══ Listed records

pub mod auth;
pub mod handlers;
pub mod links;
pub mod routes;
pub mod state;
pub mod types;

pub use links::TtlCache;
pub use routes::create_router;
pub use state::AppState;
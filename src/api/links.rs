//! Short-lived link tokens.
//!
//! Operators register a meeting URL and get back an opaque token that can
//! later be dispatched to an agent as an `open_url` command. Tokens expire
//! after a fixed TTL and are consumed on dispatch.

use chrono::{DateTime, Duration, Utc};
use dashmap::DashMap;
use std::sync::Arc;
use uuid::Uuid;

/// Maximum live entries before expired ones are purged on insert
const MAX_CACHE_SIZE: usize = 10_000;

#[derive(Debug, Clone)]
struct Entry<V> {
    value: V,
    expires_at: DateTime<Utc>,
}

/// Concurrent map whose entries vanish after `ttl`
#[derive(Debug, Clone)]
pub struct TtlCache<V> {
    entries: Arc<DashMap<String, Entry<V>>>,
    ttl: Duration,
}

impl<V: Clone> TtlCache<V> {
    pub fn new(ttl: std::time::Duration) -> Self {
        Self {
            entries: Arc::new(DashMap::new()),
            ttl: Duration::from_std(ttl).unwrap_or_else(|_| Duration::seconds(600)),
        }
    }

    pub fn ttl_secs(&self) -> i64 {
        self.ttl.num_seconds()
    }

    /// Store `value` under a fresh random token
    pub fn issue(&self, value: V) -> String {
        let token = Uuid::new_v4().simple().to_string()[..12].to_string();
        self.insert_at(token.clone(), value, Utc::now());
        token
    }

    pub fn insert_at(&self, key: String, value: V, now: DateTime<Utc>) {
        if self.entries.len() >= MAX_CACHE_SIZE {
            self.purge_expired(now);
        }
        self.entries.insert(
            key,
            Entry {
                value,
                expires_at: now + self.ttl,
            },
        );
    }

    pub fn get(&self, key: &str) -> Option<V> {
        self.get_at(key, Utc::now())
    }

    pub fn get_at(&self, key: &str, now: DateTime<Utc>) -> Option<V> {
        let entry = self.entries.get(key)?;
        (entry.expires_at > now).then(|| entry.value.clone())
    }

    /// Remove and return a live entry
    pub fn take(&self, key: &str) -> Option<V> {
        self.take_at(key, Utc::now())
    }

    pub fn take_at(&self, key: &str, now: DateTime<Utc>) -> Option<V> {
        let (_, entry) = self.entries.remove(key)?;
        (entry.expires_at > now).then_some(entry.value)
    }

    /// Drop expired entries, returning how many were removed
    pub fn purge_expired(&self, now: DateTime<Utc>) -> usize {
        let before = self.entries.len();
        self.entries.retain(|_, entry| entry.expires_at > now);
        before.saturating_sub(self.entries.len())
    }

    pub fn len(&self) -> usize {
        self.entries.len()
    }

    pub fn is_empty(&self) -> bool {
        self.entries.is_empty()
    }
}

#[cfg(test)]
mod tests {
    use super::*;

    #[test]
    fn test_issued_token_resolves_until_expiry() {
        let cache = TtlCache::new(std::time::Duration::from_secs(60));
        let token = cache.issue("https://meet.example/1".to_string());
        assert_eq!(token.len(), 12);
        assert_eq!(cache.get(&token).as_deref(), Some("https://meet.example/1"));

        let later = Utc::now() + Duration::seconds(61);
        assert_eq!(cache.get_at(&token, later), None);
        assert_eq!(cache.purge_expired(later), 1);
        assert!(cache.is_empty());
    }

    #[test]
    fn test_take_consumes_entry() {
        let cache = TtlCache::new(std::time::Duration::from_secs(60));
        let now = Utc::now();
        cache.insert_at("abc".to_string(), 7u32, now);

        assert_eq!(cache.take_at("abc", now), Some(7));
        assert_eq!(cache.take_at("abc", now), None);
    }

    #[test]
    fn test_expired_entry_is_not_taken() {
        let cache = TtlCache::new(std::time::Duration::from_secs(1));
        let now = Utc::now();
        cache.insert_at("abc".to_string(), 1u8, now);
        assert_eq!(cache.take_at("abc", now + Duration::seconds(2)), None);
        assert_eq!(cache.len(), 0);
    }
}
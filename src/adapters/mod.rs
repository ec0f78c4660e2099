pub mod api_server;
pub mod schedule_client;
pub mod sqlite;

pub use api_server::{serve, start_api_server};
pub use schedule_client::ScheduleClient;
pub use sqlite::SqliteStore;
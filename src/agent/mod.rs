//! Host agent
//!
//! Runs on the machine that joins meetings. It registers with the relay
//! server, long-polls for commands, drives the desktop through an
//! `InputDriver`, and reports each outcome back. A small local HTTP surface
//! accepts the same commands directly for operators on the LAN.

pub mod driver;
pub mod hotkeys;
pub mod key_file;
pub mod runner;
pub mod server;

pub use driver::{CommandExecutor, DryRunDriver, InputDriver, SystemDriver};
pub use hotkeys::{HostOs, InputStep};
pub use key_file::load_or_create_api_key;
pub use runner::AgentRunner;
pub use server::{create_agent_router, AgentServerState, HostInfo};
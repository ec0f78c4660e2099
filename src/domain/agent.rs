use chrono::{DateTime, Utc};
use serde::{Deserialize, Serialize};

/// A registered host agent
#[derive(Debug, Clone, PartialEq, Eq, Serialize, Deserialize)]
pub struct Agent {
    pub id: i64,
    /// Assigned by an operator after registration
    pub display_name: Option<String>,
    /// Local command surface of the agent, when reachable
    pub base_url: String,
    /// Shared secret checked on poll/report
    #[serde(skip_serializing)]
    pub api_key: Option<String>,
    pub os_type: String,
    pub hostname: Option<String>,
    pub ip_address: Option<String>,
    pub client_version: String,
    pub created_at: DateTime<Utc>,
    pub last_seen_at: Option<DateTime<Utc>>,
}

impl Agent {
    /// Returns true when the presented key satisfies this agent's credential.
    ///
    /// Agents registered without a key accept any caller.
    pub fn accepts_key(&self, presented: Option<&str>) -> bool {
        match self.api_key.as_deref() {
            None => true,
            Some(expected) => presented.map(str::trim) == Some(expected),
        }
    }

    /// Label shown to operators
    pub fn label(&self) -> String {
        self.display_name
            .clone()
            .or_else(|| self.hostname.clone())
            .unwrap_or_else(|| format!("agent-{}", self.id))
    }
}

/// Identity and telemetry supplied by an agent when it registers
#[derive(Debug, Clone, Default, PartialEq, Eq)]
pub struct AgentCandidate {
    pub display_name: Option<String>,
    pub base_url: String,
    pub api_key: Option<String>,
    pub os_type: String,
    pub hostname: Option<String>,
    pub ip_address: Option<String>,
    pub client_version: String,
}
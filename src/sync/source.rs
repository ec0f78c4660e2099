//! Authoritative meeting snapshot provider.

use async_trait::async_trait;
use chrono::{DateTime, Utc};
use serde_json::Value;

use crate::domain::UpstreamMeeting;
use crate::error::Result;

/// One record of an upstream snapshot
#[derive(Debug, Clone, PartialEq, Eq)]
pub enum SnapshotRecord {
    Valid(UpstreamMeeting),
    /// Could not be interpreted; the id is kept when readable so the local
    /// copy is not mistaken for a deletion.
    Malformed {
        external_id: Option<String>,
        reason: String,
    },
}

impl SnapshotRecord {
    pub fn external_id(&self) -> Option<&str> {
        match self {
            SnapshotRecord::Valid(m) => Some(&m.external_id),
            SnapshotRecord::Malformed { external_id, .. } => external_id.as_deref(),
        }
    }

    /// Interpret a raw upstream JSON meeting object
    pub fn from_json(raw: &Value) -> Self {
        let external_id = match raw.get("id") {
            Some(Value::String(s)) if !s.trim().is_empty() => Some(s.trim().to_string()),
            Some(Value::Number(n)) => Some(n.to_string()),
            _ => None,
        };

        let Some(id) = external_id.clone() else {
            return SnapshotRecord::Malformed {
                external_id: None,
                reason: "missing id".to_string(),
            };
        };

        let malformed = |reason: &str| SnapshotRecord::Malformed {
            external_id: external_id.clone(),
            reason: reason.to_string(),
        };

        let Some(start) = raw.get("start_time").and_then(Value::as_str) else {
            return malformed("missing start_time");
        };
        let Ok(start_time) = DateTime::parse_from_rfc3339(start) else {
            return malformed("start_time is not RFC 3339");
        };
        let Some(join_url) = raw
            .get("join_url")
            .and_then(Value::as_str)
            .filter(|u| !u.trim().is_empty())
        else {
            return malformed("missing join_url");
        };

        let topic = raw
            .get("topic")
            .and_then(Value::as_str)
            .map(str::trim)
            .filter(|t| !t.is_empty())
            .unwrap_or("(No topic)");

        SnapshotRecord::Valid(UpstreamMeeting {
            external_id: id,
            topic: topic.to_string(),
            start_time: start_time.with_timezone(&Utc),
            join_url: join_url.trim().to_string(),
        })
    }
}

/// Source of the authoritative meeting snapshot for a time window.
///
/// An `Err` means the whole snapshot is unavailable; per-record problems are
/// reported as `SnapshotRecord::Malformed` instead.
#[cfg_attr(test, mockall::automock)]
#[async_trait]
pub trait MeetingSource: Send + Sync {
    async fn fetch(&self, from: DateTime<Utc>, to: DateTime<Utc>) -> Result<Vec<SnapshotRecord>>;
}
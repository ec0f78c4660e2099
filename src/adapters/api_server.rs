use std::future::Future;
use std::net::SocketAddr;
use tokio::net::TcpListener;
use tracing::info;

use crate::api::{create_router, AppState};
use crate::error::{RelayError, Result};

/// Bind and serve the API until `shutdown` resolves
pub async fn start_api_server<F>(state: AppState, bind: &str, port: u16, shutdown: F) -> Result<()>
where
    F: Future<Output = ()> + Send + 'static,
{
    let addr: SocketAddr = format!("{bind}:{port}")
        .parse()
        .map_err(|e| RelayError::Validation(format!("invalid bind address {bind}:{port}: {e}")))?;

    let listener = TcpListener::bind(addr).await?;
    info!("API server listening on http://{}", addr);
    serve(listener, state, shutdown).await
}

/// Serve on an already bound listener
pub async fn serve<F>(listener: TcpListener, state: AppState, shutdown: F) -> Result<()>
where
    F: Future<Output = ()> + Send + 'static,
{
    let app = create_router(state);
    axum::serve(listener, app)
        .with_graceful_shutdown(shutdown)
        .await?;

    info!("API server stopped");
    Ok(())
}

════

▶ Task: When the string "runner" occurs in a line of the material, that line belongs in the answer.

▶ Written response:
pub mod runner;
pub use runner::AgentRunner;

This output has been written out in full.